Из тьмы той ночи в виноградниках Сальватерры перед саром всплывают названия этих трех городов – Салоники, Адрианополь, Софед. Он наудачу назвал тогда три отдаленных города только для примера, чтобы Мольхо как можно подальше убрался с мест, где действовала инквизиция. А ученик принял это в буквальном смысле и целые годы подчинял свою жизнь закону этой произвольной выдумки.

Реубени смущен.

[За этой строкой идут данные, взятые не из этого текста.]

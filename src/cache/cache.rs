//! Resource cache with read-time TTL expiry

use crate::cache::ResourceStore;
use crate::logging::log_error;
use crate::resource::{MAX_RESOURCE_TTL_DAYS, ResourceRecord};
use chrono::{DateTime, Duration, Utc};
use std::sync::Arc;
use tokio::sync::RwLock;

/// Cache statistics for monitoring
#[derive(Debug, Default, Clone)]
pub struct CacheStats {
    pub hits: u64,
    pub misses: u64,
    pub expired: u64,
    pub writes: u64,
    pub store_errors: u64,
}

/// Best-effort cache of resolved resources
///
/// Expired records are never deleted; they read as absent and are
/// overwritten by the next successful resolution. Store failures are logged
/// and behave like a miss (reads) or a lost write (writes).
pub struct ResourceCache {
    /// Durable record store
    store: Arc<dyn ResourceStore>,

    /// Records at least this old are treated as absent
    max_age: Duration,

    /// Cache statistics
    stats: Arc<RwLock<CacheStats>>,
}

impl ResourceCache {
    /// Create a cache with the standard two-day validity window
    pub fn new(store: Arc<dyn ResourceStore>) -> Self {
        Self::with_max_age(store, Duration::days(MAX_RESOURCE_TTL_DAYS))
    }

    /// Create a cache with a custom validity window
    pub fn with_max_age(store: Arc<dyn ResourceStore>, max_age: Duration) -> Self {
        tracing::info!(
            max_age_hours = max_age.num_hours(),
            "Creating resource cache"
        );

        Self {
            store,
            max_age,
            stats: Arc::new(RwLock::new(CacheStats::default())),
        }
    }

    /// Get a valid record for `resource_id`
    pub async fn get(&self, resource_id: &str) -> Option<ResourceRecord> {
        self.get_at(resource_id, Utc::now()).await
    }

    /// Get a record that is still valid at `now`
    pub async fn get_at(&self, resource_id: &str, now: DateTime<Utc>) -> Option<ResourceRecord> {
        let record = match self.store.lookup(resource_id).await {
            Ok(record) => record,
            Err(e) => {
                self.stats.write().await.store_errors += 1;
                log_error("resource_cache_lookup", &e);
                return None;
            }
        };

        match record {
            Some(record) if record.is_valid(now, self.max_age) => {
                self.stats.write().await.hits += 1;
                tracing::info!(
                    resource_id = %resource_id,
                    resource_name = %record.resource_name,
                    "Resource found in cache"
                );
                Some(record)
            }
            Some(record) => {
                self.stats.write().await.expired += 1;
                tracing::info!(
                    resource_id = %resource_id,
                    age_hours = record.age(now).num_hours(),
                    "Resource found in cache but expired"
                );
                None
            }
            None => {
                self.stats.write().await.misses += 1;
                tracing::info!(resource_id = %resource_id, "Resource not found in cache");
                None
            }
        }
    }

    /// Persist a record, overwriting any previous record with the same ID
    pub async fn put(&self, record: &ResourceRecord) {
        tracing::info!(
            resource_id = %record.resource_id,
            resource_type = %record.resource_type,
            "Persisting resource"
        );

        match self.store.put(record).await {
            Ok(()) => {
                self.stats.write().await.writes += 1;
                tracing::info!(resource_id = %record.resource_id, "Resource persisted");
            }
            Err(e) => {
                self.stats.write().await.store_errors += 1;
                log_error("resource_cache_put", &e);
            }
        }
    }

    /// Get cache statistics
    pub async fn get_stats(&self) -> CacheStats {
        self.stats.read().await.clone()
    }

    /// Log cache statistics (for periodic monitoring)
    pub async fn log_stats(&self) {
        let stats = self.get_stats().await;
        let lookups = stats.hits + stats.misses + stats.expired;

        let hit_rate = if lookups > 0 {
            (stats.hits as f32 / lookups as f32 * 100.0) as u32
        } else {
            0
        };

        tracing::info!(
            hits = stats.hits,
            misses = stats.misses,
            expired = stats.expired,
            writes = stats.writes,
            store_errors = stats.store_errors,
            hit_rate = hit_rate,
            "Resource cache statistics"
        );
    }
}

#[cfg(test)]
mod tests {
    use super::*;
    use crate::cache::InMemoryResourceStore;
    use crate::error::{EnricherError, Result};
    use crate::resource::ResourceType;
    use async_trait::async_trait;

    struct FailingStore;

    #[async_trait]
    impl ResourceStore for FailingStore {
        async fn put(&self, _record: &ResourceRecord) -> Result<()> {
            Err(EnricherError::Store("unavailable".to_string()))
        }

        async fn lookup(&self, _resource_id: &str) -> Result<Option<ResourceRecord>> {
            Err(EnricherError::Store("unavailable".to_string()))
        }
    }

    fn record_at(ttl: DateTime<Utc>) -> ResourceRecord {
        ResourceRecord::new("123", "Acme Project", ResourceType::Project, "999", ttl)
    }

    #[tokio::test]
    async fn test_fresh_record_is_returned() {
        let store = Arc::new(InMemoryResourceStore::new());
        let cache = ResourceCache::new(store.clone());
        let now = Utc::now();

        cache.put(&record_at(now - Duration::hours(47))).await;

        let hit = cache.get_at("123", now).await.unwrap();
        assert_eq!(hit.resource_parent, "999");
        assert_eq!(cache.get_stats().await.hits, 1);
    }

    #[tokio::test]
    async fn test_record_at_or_past_two_days_is_absent() {
        let store = Arc::new(InMemoryResourceStore::new());
        let cache = ResourceCache::new(store.clone());
        let now = Utc::now();

        cache.put(&record_at(now - Duration::days(2))).await;
        assert!(cache.get_at("123", now).await.is_none());

        cache.put(&record_at(now - Duration::days(30))).await;
        assert!(cache.get_at("123", now).await.is_none());

        // Stale records linger in the store
        assert_eq!(store.len(), 1);
        assert_eq!(cache.get_stats().await.expired, 2);
    }

    #[tokio::test]
    async fn test_missing_record_is_miss() {
        let cache = ResourceCache::new(Arc::new(InMemoryResourceStore::new()));
        assert!(cache.get("nope").await.is_none());
        assert_eq!(cache.get_stats().await.misses, 1);
    }

    #[tokio::test]
    async fn test_store_errors_are_swallowed() {
        let cache = ResourceCache::new(Arc::new(FailingStore));

        cache.put(&record_at(Utc::now())).await;
        assert!(cache.get("123").await.is_none());

        let stats = cache.get_stats().await;
        assert_eq!(stats.store_errors, 2);
        assert_eq!(stats.writes, 0);
        cache.log_stats().await;
    }

    #[tokio::test]
    async fn test_custom_max_age() {
        let store = Arc::new(InMemoryResourceStore::new());
        let cache = ResourceCache::with_max_age(store, Duration::minutes(10));
        let now = Utc::now();

        cache.put(&record_at(now - Duration::minutes(11))).await;
        assert!(cache.get_at("123", now).await.is_none());
    }
}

Он сразу даже не может дать себе отчета, какие последствия создаются для него из того, что Мольхо среди своего блеска нисколько не возгордился и что, в сущности, и весь этот блеск приписывает только своему учителю, который послал его. Он в благочестивом экстазе считает себя не более как его орудием.

Реубени благодарен. Как дар, принимает он готовность Мольхо служить ему. Что подарок приносится бессознательно, без намерения дарить что-либо, – это только повышает его ценность.

Он растроганно берет Мольхо за руку.

Им овладевает радость свидания с другом.

– Мольхо, дорогой мой, сын мой, – как ты потрудился! Сколько ты, наверное, натерпелся!

Мольхо с восхищением рассказывает об юноше, с которым он познакомился в Адрианополе и который отправился потом вместе с ним в Софед, в Святую землю. Его зовут Иосиф Каро, и он возымел невероятную мысль написать полную сводку всех еврейских религиозных законов, где должны быть разрешены все противоречия, встречающиеся в источниках. Этот колоссальный труд будет называться – «Шулхан Арух» (накрытый стол). Для его составления потребуется, конечно, усердная работа всей жизни. Но когда эта работа будет сделана, тогда станут невозможными всякие секты, и единство Израиля будет обеспечено даже в изгнании. Ошибки в Божьих делах будут устранены, и здание истинной веры будет прочно обосновано.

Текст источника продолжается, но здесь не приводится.